His smile was warm. I saw that he liked Kate, and that she found him charming, heroin or not.
“I have jumped from airplanes eighty-seven times. On my thirty-seventh jump, my parachute failed to open. I thought I was a dead man, but it unfurled at about four hundred feet from the ground. I hit the ground like a rock, but was unscathed. I feared it was an augury of things to come. I felt that I needed protection afterward, so I took the wings of Icarus. As long as I don’t fly too close to the sun, I am now safe.”
As the others filed back into the living room, I asked him what he wanted for his heroin.
“At the behest of the French government, my goals are to find the son, recover the money and discredit the Real Finns Party. Were they to take power, Finland might leave the EU and upset the balance of things. Share information with me. Take me along when you conduct interrogations as you prosecute your murder investigation. I want nothing more.”
“Agreed,” I said, but felt certain that he did indeed want something more from me.
He cocked his head, inquisitive. “What did you do with all the drugs you stole?”
“I kept some for blackmail or unforeseen circumstances when I might need it. But we tossed most of it in Dumpsters.”
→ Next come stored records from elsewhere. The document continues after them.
//! Process lifecycle: termination signals, shutdown reasons, run-once teardown.
//!
//! Signal handlers only send on a channel. The main thread blocks in
//! `Supervisor::wait` and runs teardown itself behind a `ShutdownGuard`.

use anyhow::{Context, Result};
use std::fmt;
use std::sync::atomic::{AtomicBool, Ordering};
use std::sync::mpsc::{self, Receiver, RecvTimeoutError, Sender};
use std::sync::{Arc, Mutex};
use std::thread::JoinHandle;
use std::time::Duration;

use crate::rtsp::Sink;

/// Watchdog poll interval for the muxer process.
pub const SINK_POLL_INTERVAL: Duration = Duration::from_millis(500);

#[derive(Clone, Debug, PartialEq, Eq)]
pub enum ShutdownReason {
    /// SIGINT or SIGTERM.
    Signal,
    /// The muxer process exited on its own.
    SinkExited(String),
    /// An unrecoverable error after the process started serving.
    StartupFailed(String),
}

impl ShutdownReason {
    pub fn exit_code(&self) -> i32 {
        match self {
            ShutdownReason::Signal => 0,
            ShutdownReason::SinkExited(_) | ShutdownReason::StartupFailed(_) => 1,
        }
    }
}

impl fmt::Display for ShutdownReason {
    fn fmt(&self, f: &mut fmt::Formatter<'_>) -> fmt::Result {
        match self {
            ShutdownReason::Signal => f.write_str("termination signal"),
            ShutdownReason::SinkExited(status) => write!(f, "muxer exited ({})", status),
            ShutdownReason::StartupFailed(err) => write!(f, "startup failed: {}", err),
        }
    }
}

/// Cloneable handle that requests shutdown. Only the first request counts.
#[derive(Clone)]
pub struct ShutdownTrigger {
    tx: Sender<ShutdownReason>,
    fired: Arc<AtomicBool>,
}

impl ShutdownTrigger {
    /// Returns `true` if this call was the one that requested shutdown.
    pub fn fire(&self, reason: ShutdownReason) -> bool {
        if self.fired.swap(true, Ordering::SeqCst) {
            return false;
        }
        // The receiver lives as long as the supervisor; a send error means
        // nobody is waiting any more.
        let _ = self.tx.send(reason);
        true
    }

    pub fn is_fired(&self) -> bool {
        self.fired.load(Ordering::SeqCst)
    }
}

pub struct Supervisor {
    trigger: ShutdownTrigger,
    rx: Mutex<Receiver<ShutdownReason>>,
}

impl Default for Supervisor {
    fn default() -> Self {
        Self::new()
    }
}

impl Supervisor {
    pub fn new() -> Self {
        let (tx, rx) = mpsc::channel();
        Self {
            trigger: ShutdownTrigger {
                tx,
                fired: Arc::new(AtomicBool::new(false)),
            },
            rx: Mutex::new(rx),
        }
    }

    /// Route SIGINT and SIGTERM to `ShutdownReason::Signal`.
    ///
    /// Can be installed once per process.
    pub fn install_signal_handlers(&self) -> Result<()> {
        let trigger = self.trigger.clone();
        ctrlc::set_handler(move || {
            if !trigger.fire(ShutdownReason::Signal) {
                log::warn!("Supervisor: shutdown already in progress");
            }
        })
        .context("error setting SIGINT/SIGTERM handler")?;
        Ok(())
    }

    pub fn trigger(&self, reason: ShutdownReason) -> bool {
        self.trigger.fire(reason)
    }

    pub fn handle(&self) -> ShutdownTrigger {
        self.trigger.clone()
    }

    pub fn is_shutting_down(&self) -> bool {
        self.trigger.is_fired()
    }

    /// Block until shutdown is requested.
    pub fn wait(&self) -> ShutdownReason {
        let rx = self.rx.lock().unwrap_or_else(|p| p.into_inner());
        rx.recv().unwrap_or(ShutdownReason::Signal)
    }

    /// Like `wait`, giving up after `timeout`.
    pub fn wait_timeout(&self, timeout: Duration) -> Option<ShutdownReason> {
        let rx = self.rx.lock().unwrap_or_else(|p| p.into_inner());
        match rx.recv_timeout(timeout) {
            Ok(reason) => Some(reason),
            Err(RecvTimeoutError::Timeout) => None,
            Err(RecvTimeoutError::Disconnected) => Some(ShutdownReason::Signal),
        }
    }

    /// Poll `sink` until it exits or shutdown starts. An exit while nothing
    /// has requested shutdown triggers `SinkExited`.
    pub fn watch_sink(&self, sink: Arc<dyn Sink>) -> Result<JoinHandle<()>> {
        self.watch_sink_every(sink, SINK_POLL_INTERVAL)
    }

    pub fn watch_sink_every(&self, sink: Arc<dyn Sink>, interval: Duration) -> Result<JoinHandle<()>> {
        let trigger = self.trigger.clone();
        std::thread::Builder::new()
            .name("sink-watchdog".to_string())
            .spawn(move || {
                while !trigger.is_fired() {
                    if let Some(status) = sink.try_exit() {
                        if trigger.fire(ShutdownReason::SinkExited(status.clone())) {
                            log::error!("Supervisor: muxer exited unexpectedly ({})", status);
                        }
                        return;
                    }
                    std::thread::sleep(interval);
                }
            })
            .context("spawn sink watchdog")
    }
}

/// Runs teardown at most once, however many paths reach it.
#[derive(Debug, Default)]
pub struct ShutdownGuard {
    done: AtomicBool,
}

impl ShutdownGuard {
    pub fn new() -> Self {
        Self::default()
    }

    /// Run `teardown` if no earlier call did; otherwise return `None`.
    pub fn run_once<T>(&self, teardown: impl FnOnce() -> T) -> Option<T> {
        if self.done.swap(true, Ordering::SeqCst) {
            return None;
        }
        Some(teardown())
    }

    pub fn has_run(&self) -> bool {
        self.done.load(Ordering::SeqCst)
    }
}

// ----------------------------------------------------------------------------
// Tests
// ----------------------------------------------------------------------------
He tut-tutted me. “Such a waste.”
We took our places with the others again, and Kate was opening her gifts. She held up a pair of shoes. She giggled like a little girl. “Manolo Blahnik Nepala pumps,” she said. She slipped them on and they fit her perfectly, meaning they were tight and painful, as Manolos are meant to be. She looked at Milo. “Did Kari tell you my size?”
Moreau said, “He has an IQ of one seventy-two and an advanced sense of spatial relations. He also knows your bra size and, if you smile, the length of your teeth to a fraction of a millimeter.”
Milo turned red. Moreau had made his point. He knew things.
Kate then opened a package with a Gucci ‘marrakech’ evening bag with woven leather trim and tassels, and finally a bottle of Clive Christian No.1 perfume. She was in heaven.
“The bottle is handmade lead crystal with a thirty-three-carat diamond in the neck,” Milo said. “Its ingredients include Madagascar ylang ylang, vanilla, orris, natural gum resin, sandalwood and bergamot. It was weird. I went to boutiques to find this stuff and the salespeople all spoke Russian instead of Finnish. Russian tourists buy them here and Finns can’t afford them.”
Kate brought Anu to see her gift: a huge Steiff teddy bear. She loved it, kept petting the soft brown fur and wouldn’t stop. Arvid had fallen asleep in my chair. Sweetness was also sleeping. A flask of kossu—Finnish vodka—and half a cake had done him in.
“The last is for you,” Milo said, and handed me a long and heavy package. I ripped off the wrapping and gawked at it, astonished. It appealed to my childish like-or-don’t-like instinct, and I liked it very much. It was a cane, cudgel-thick. The handle was a massive lion’s head made from several ounces of gold. I had gone to so much work to become anonymous, and this would make me stand out in any crowd. I didn’t care. I loved it. I would carry it.
“Let me show you how it works,” Milo said. “Gadget canes were once very popular. They were made with just about every device imaginable. Bang down on the floor with the tip. It spring-loads the lion’s mouth and it snaps open. The teeth are steel razors. Sharp contact, like swinging the mouth against something, makes it clamp shut and bite with about three hundred pounds per square inch of pressure, the same as a Rottweiler’s jaws. Pressing the eyes—one is a ruby, the other is emerald—disengages the spring and the mouth lets go. Unscrew the shaft, and there’s a twenty-inch sword inside.”